→ **Assignment**:
Find every line below with the word "wins" in it, and copy each one.

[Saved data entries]
────────────────────

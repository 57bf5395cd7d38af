//! Live progress of a goal against the trades of its current period.
//!
//! The contributing trades come from the *current* instance of the goal's
//! period (today, this week, this month, this year), while the time accounting
//! spans the goal's whole creation-to-deadline range.

use super::calculator::max_drawdown;
use crate::domain::journal::{Goal, GoalCategory, Portfolio, Trade};
use chrono::NaiveDate;
use rust_decimal::Decimal;
use rust_decimal::prelude::ToPrimitive;
use serde::Serialize;
use std::fmt;

#[derive(Debug, Clone, Copy, PartialEq, Eq, Serialize)]
#[serde(rename_all = "lowercase")]
pub enum PerformanceRating {
    Excellent,
    Good,
    Average,
    Poor,
    Bad,
}

impl PerformanceRating {
    /// Rates progress against the share of time already elapsed.
    pub fn from_pace(pace_ratio: f64, growth_rate: f64) -> Self {
        if pace_ratio >= 1.5 && growth_rate > 20.0 {
            PerformanceRating::Excellent
        } else if pace_ratio >= 1.2 && growth_rate > 10.0 {
            PerformanceRating::Good
        } else if pace_ratio >= 0.8 {
            PerformanceRating::Average
        } else if pace_ratio >= 0.5 {
            PerformanceRating::Poor
        } else {
            PerformanceRating::Bad
        }
    }

    pub fn description(&self) -> &'static str {
        match self {
            PerformanceRating::Excellent => "Outstanding progress, well ahead of schedule",
            PerformanceRating::Good => "Solid progress, ahead of schedule",
            PerformanceRating::Average => "On track with the expected pace",
            PerformanceRating::Poor => "Falling behind the expected pace",
            PerformanceRating::Bad => "Significantly behind schedule",
        }
    }
}

impl fmt::Display for PerformanceRating {
    fn fmt(&self, f: &mut fmt::Formatter<'_>) -> fmt::Result {
        let label = match self {
            PerformanceRating::Excellent => "excellent",
            PerformanceRating::Good => "good",
            PerformanceRating::Average => "average",
            PerformanceRating::Poor => "poor",
            PerformanceRating::Bad => "bad",
        };
        write!(f, "{}", label)
    }
}

#[derive(Debug, Clone, PartialEq, Serialize)]
pub struct GoalAnalytics {
    pub current: f64,
    /// Percent of target reached. Inverted for drawdown goals.
    pub progress: f64,
    pub remaining: f64,
    pub days_remaining: i64,
    /// Share of the creation-to-deadline span already elapsed, 0..=1.
    pub time_progress: f64,
    pub growth_rate: f64,
    pub average_growth: f64,
    pub required_daily_progress: f64,
    pub performance_rating: PerformanceRating,
    pub achievement_probability: f64,
    pub insights: Vec<String>,
}

impl GoalAnalytics {
    pub fn calculate(goal: &Goal, trades: &[Trade], portfolio: &Portfolio, today: NaiveDate) -> Self {
        let (start, end) = goal.goal_type.current_window(today);
        let window: Vec<&Trade> = trades
            .iter()
            .filter(|t| t.date >= start && t.date <= end)
            .collect();
        let closed: Vec<&Trade> = window.iter().copied().filter(|t| t.is_closed()).collect();

        let window_win_rate = if closed.is_empty() {
            None
        } else {
            let wins = closed
                .iter()
                .filter(|t| t.effective_pnl() > Decimal::ZERO)
                .count();
            Some(wins as f64 / closed.len() as f64 * 100.0)
        };

        let current = match goal.category {
            GoalCategory::Profit => closed
                .iter()
                .map(|t| t.effective_pnl())
                .sum::<Decimal>()
                .to_f64()
                .unwrap_or(0.0),
            GoalCategory::WinRate => window_win_rate.unwrap_or(0.0),
            GoalCategory::Trades => window.len() as f64,
            GoalCategory::Drawdown => max_drawdown(closed.iter().copied()).to_f64().unwrap_or(0.0),
        };

        let target = goal.target;
        let progress = Self::progress(goal.category, current, target);
        let remaining = (target - current).max(0.0);

        // Time accounting over the full goal span
        let total_days = (goal.deadline - goal.created_at).num_days();
        let elapsed_days = (today - goal.created_at).num_days();
        let days_remaining = (goal.deadline - today).num_days().max(0);
        let time_progress = if total_days > 0 {
            (elapsed_days as f64 / total_days as f64).clamp(0.0, 1.0)
        } else {
            1.0
        };

        let expected_progress = time_progress * target;
        let achieved = progress / 100.0 * target;
        let growth_rate = if expected_progress != 0.0 {
            (achieved - expected_progress) / expected_progress * 100.0
        } else {
            0.0
        };

        let average_growth = if elapsed_days > 0 {
            current / elapsed_days as f64
        } else {
            0.0
        };
        let required_daily_progress = if days_remaining > 0 {
            remaining / days_remaining as f64
        } else {
            0.0
        };

        let expected_pct = time_progress * 100.0;
        let pace_ratio = if expected_pct > 0.0 {
            progress / expected_pct
        } else {
            1.0
        };

        let performance_rating = PerformanceRating::from_pace(pace_ratio, growth_rate);
        let achievement_probability = Self::achievement_probability(
            goal.category,
            current,
            progress,
            pace_ratio,
            growth_rate,
            days_remaining,
        );

        let planned_daily_pace = if total_days > 0 {
            target / total_days as f64
        } else {
            0.0
        };
        let insights = Self::insights(&InsightInputs {
            category: goal.category,
            currency: &portfolio.currency,
            progress,
            time_progress,
            pace_ratio,
            growth_rate,
            days_remaining,
            remaining,
            required_daily_progress,
            planned_daily_pace,
            window_win_rate,
        });

        Self {
            current,
            progress,
            remaining,
            days_remaining,
            time_progress,
            growth_rate,
            average_growth,
            required_daily_progress,
            performance_rating,
            achievement_probability,
            insights,
        }
    }

    /// Percent of target reached; drawdown goals count down from 100.
    pub fn progress(category: GoalCategory, current: f64, target: f64) -> f64 {
        if target <= 0.0 {
            return 0.0;
        }
        match category {
            GoalCategory::Drawdown => ((1.0 - current / target) * 100.0).max(0.0),
            _ => current / target * 100.0,
        }
    }

    fn achievement_probability(
        category: GoalCategory,
        current: f64,
        progress: f64,
        pace_ratio: f64,
        growth_rate: f64,
        days_remaining: i64,
    ) -> f64 {
        let mut probability: f64 = 50.0;

        probability += if pace_ratio >= 1.5 {
            25.0
        } else if pace_ratio >= 1.2 {
            15.0
        } else if pace_ratio >= 1.0 {
            10.0
        } else if pace_ratio >= 0.8 {
            0.0
        } else if pace_ratio >= 0.5 {
            -15.0
        } else {
            -25.0
        };

        probability += if growth_rate > 20.0 {
            10.0
        } else if growth_rate > 10.0 {
            5.0
        } else if growth_rate >= -10.0 {
            0.0
        } else if growth_rate >= -20.0 {
            -5.0
        } else {
            -10.0
        };

        // Time pressure only matters while the target is unmet
        if progress < 100.0 {
            probability += if days_remaining == 0 {
                -20.0
            } else if days_remaining <= 7 {
                -10.0
            } else if days_remaining > 30 {
                5.0
            } else {
                0.0
            };
        }

        match category {
            GoalCategory::WinRate if current > 70.0 => probability += 10.0,
            GoalCategory::Profit if growth_rate > 15.0 => probability += 10.0,
            _ => {}
        }

        probability.clamp(0.0, 100.0)
    }

    fn insights(inputs: &InsightInputs<'_>) -> Vec<String> {
        let mut insights = Vec::new();

        if inputs.pace_ratio > 1.2 {
            insights.push(format!(
                "Ahead of schedule: {:.1}% complete with {:.0}% of the time elapsed.",
                inputs.progress,
                inputs.time_progress * 100.0
            ));
        }

        if inputs.growth_rate < 0.0 && inputs.days_remaining > 0 {
            insights.push(format!(
                "Progress is {:.1}% behind the expected pace with {} days left to recover.",
                inputs.growth_rate.abs(),
                inputs.days_remaining
            ));
        }

        if inputs.days_remaining < 7 && inputs.progress < 80.0 {
            insights.push(format!(
                "Less than a week left and only {:.1}% complete. Focus on high-quality setups.",
                inputs.progress
            ));
        }

        if inputs.remaining > 0.0
            && inputs.planned_daily_pace > 0.0
            && inputs.required_daily_progress > inputs.planned_daily_pace
        {
            insights.push(format!(
                "Daily target increased to {} per day (planned {}).",
                inputs.amount(inputs.required_daily_progress),
                inputs.amount(inputs.planned_daily_pace)
            ));
        }

        if inputs.progress > 90.0 {
            insights.push("Over 90% complete. Stay consistent to close it out.".to_string());
        }

        if let Some(win_rate) = inputs.window_win_rate
            && win_rate < 50.0
        {
            insights.push(format!(
                "Win rate this period is {:.1}%, below 50%. Review losing trades before adding size.",
                win_rate
            ));
        }

        insights
    }
}

struct InsightInputs<'a> {
    category: GoalCategory,
    currency: &'a str,
    progress: f64,
    time_progress: f64,
    pace_ratio: f64,
    growth_rate: f64,
    days_remaining: i64,
    remaining: f64,
    required_daily_progress: f64,
    planned_daily_pace: f64,
    window_win_rate: Option<f64>,
}

impl InsightInputs<'_> {
    fn amount(&self, value: f64) -> String {
        match self.category {
            GoalCategory::Profit | GoalCategory::Drawdown => {
                format!("{:.2} {}", value, self.currency)
            }
            GoalCategory::WinRate => format!("{:.1}%", value),
            GoalCategory::Trades => format!("{:.1} trades", value),
        }
    }
}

────────────────────

→ **Finished exercise**:
            let wins = closed
            Some(wins as f64 / closed.len() as f64 * 100.0)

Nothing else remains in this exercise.